What the task requires:
A bare number is the only acceptable answer: how many lines of these entries include "struct"?

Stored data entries
..............................
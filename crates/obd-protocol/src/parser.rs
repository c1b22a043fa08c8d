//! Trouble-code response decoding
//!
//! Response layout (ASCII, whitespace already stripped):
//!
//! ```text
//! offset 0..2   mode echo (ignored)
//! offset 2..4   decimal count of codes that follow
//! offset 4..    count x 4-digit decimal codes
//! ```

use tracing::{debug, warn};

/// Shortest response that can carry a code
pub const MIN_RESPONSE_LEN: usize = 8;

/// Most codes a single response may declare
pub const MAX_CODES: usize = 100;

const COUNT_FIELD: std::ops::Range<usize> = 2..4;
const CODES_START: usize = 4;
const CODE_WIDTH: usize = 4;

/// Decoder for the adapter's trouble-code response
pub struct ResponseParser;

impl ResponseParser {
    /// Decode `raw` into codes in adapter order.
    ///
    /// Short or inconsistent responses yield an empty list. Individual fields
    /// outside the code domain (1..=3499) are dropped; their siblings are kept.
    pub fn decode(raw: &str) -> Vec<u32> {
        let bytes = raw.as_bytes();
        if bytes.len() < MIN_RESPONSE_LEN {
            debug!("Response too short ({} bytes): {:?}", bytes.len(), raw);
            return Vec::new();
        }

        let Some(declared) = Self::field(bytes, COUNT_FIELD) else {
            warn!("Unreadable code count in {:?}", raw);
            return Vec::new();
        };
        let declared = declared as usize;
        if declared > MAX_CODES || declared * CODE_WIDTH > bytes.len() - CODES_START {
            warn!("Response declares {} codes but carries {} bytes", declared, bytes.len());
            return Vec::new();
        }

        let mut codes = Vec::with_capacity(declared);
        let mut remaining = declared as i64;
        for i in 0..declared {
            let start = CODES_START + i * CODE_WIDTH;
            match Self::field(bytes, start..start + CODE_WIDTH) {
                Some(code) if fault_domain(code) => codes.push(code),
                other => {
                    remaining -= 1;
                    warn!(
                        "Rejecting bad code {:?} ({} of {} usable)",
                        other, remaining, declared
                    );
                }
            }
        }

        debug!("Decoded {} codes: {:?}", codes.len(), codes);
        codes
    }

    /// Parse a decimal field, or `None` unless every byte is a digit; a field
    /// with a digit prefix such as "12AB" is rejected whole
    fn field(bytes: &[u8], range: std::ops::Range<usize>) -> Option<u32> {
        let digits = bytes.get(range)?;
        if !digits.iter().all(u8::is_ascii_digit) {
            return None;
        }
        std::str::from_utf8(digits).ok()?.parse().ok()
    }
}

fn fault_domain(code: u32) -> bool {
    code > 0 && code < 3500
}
..............................
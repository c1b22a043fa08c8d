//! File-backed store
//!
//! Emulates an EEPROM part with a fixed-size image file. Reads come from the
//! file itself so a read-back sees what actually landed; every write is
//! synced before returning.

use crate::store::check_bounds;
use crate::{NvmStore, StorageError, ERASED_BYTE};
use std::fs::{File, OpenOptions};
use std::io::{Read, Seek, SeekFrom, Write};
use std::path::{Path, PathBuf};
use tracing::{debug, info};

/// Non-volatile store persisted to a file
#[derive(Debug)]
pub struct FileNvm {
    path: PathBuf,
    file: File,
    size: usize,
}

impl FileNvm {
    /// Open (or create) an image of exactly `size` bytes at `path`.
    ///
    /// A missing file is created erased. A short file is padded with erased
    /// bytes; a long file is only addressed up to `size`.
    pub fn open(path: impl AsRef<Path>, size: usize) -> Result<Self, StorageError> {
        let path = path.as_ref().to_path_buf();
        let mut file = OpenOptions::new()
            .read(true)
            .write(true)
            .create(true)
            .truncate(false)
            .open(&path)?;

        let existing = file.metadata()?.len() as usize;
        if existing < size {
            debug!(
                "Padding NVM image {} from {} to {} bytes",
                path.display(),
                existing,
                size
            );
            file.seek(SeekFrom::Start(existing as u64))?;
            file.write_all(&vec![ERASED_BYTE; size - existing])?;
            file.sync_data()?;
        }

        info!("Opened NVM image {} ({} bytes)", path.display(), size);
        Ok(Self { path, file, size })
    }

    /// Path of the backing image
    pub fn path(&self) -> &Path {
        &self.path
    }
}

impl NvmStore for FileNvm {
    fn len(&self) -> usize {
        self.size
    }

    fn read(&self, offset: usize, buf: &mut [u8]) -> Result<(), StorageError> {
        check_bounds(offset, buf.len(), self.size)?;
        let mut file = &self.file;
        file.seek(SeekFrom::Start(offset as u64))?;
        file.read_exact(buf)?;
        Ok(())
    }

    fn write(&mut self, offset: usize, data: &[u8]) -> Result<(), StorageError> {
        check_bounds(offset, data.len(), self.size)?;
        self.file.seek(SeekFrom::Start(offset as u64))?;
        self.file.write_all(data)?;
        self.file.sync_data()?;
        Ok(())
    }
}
..............................
Output:
2